The Shabbat dinner I attended was at the house of one of our site-captains, with a little less than twenty fellow volunteers bearing food and wine and potential awkward conversations. The evening started off with the usual halting introductions and name-tags, a must at any Jewish function. But as the night went on, and the formalities of the prayers and introductions were over, the buzz of conversations reached various corners of the room. As I looked around the room I realized the atmosphere was lightening up, and the familiar Shabbat feel was settling into people.

We began to discuss the reasons we got involved with ReachOut! in the first place, and it became clear to me that I was surrounded by many familiar voices and conversations. Volunteers spoke about how important it was to feel as if they were part of a community, and what it meant to them to get involved and volunteer. Not only did the words that were shared resonate strongly, but the whole conversation seemed to bring a certain feeling of togetherness to the room—a togetherness that might not have been expected from an event requiring nametags.

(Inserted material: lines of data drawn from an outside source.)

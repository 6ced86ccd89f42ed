//! Lazy element-wise expression views over matrices.
//!
//! `Expr` builds a tree of pending element-wise operations — `Qadd`,
//! `Qsub`, `Qmul`, `Qdiv`, `Qneg`, `Qabs` — without allocating an
//! intermediate [`Matrix`] at every step. Each node's shape is the pair of
//! const generics `R, C` it shares with every other node in the tree, so an
//! attempt to combine mismatched shapes is rejected by the type checker
//! when the tree is built, not at evaluation time. Evaluation (`at`) reads
//! one element through to its leaves and runs the full primitive-arithmetic
//! cast chain per element, via [`crate::dynfixed::DynFixed`]; [`Expr::eval`]
//! materializes every element into a concrete [`Matrix`].

use crate::dynfixed::DynFixed;
use crate::matrix::Matrix;
use crate::policy::{BinOp, PolicyBundle, UnOp};

/// A lazy element-wise expression over `R x C` matrices.
pub enum Expr<'a, const R: usize, const C: usize> {
    /// A reference to a concrete matrix.
    Leaf(&'a Matrix<R, C>),
    /// A binary element-wise operation between two sub-expressions.
    Bin(Box<Expr<'a, R, C>>, Box<Expr<'a, R, C>>, BinOp, PolicyBundle),
    /// A unary element-wise operation over a sub-expression.
    Un(Box<Expr<'a, R, C>>, UnOp, PolicyBundle),
}

impl<'a, const R: usize, const C: usize> Expr<'a, R, C> {
    /// Wraps a matrix as a leaf of the expression tree.
    #[must_use]
    pub fn leaf(m: &'a Matrix<R, C>) -> Self {
        Self::Leaf(m)
    }

    /// Builds `self + rhs` as a lazy node (`Qadd`).
    #[must_use]
    pub fn add(self, rhs: Self, bundle: PolicyBundle) -> Self {
        Self::Bin(Box::new(self), Box::new(rhs), BinOp::Add, bundle)
    }

    /// Builds `self - rhs` as a lazy node (`Qsub`).
    #[must_use]
    pub fn sub(self, rhs: Self, bundle: PolicyBundle) -> Self {
        Self::Bin(Box::new(self), Box::new(rhs), BinOp::Sub, bundle)
    }

    /// Builds `self * rhs` (element-wise, `Qmul`) as a lazy node.
    #[must_use]
    pub fn mul(self, rhs: Self, bundle: PolicyBundle) -> Self {
        Self::Bin(Box::new(self), Box::new(rhs), BinOp::Mul, bundle)
    }

    /// Builds `self / rhs` (element-wise, `Qdiv`) as a lazy node.
    #[must_use]
    pub fn div(self, rhs: Self, bundle: PolicyBundle) -> Self {
        Self::Bin(Box::new(self), Box::new(rhs), BinOp::Div, bundle)
    }

    /// Builds `-self` (`Qneg`) as a lazy node.
    #[must_use]
    pub fn neg(self, bundle: PolicyBundle) -> Self {
        Self::Un(Box::new(self), UnOp::Neg, bundle)
    }

    /// Builds `abs(self)` (`Qabs`) as a lazy node.
    #[must_use]
    pub fn abs(self, bundle: PolicyBundle) -> Self {
        Self::Un(Box::new(self), UnOp::Abs, bundle)
    }

    /// Evaluates element `(r, c)` by walking the tree down to its leaves.
    #[must_use]
    pub fn at(&self, r: usize, c: usize) -> DynFixed {
        match self {
            Self::Leaf(m) => m.at(r, c),
            Self::Bin(lhs, rhs, op, bundle) => {
                let a = lhs.at(r, c);
                let b = rhs.at(r, c);
                match op {
                    BinOp::Add => a.add(b, bundle),
                    BinOp::Sub => a.sub(b, bundle),
                    BinOp::Mul => a.mul(b, bundle),
                    BinOp::Div => a.div(b, bundle),
                }
            }
            Self::Un(inner, op, bundle) => {
                let v = inner.at(r, c);
                match op {
                    UnOp::Neg => v.neg(bundle),
                    UnOp::Abs => v.abs(bundle),
                }
            }
        }
    }

    /// Materializes the full tree into a concrete matrix in `out_format`,
    /// casting every evaluated element into it.
    #[must_use]
    pub fn eval(&self, out_format: crate::format::DynFormat) -> Matrix<R, C> {
        Matrix::from_fn(out_format, |r, c| self.at(r, c).cast_to(out_format))
    }
}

Knowing that I was in a room with people that were eager to get involved in the community, and moreover, valued the steps ReachOut! had taken in getting them all together to do just that, was powerful. The dinner shifted from just a potluck gathering between volunteers, or another item on my weekly to-do list, to the beginning of a community.

It’s true that Shabbat can start off as a task, yet when we let ourselves pause, it is a real moment of reflection. I’m happy I had an opportunity to reflect with people that came together in order to share the values that Reach Out! has been promoting, and I look forward to seeing this community continue to evolve.  

Dror Weiss is a member of the ReachOut steering committee, and has been volunteering with ReachOut at the Harriet Tubman House. He currently works as a researcher in a Cancer Genetics Lab at Beth Israel Deaconess Medical Center in Boston.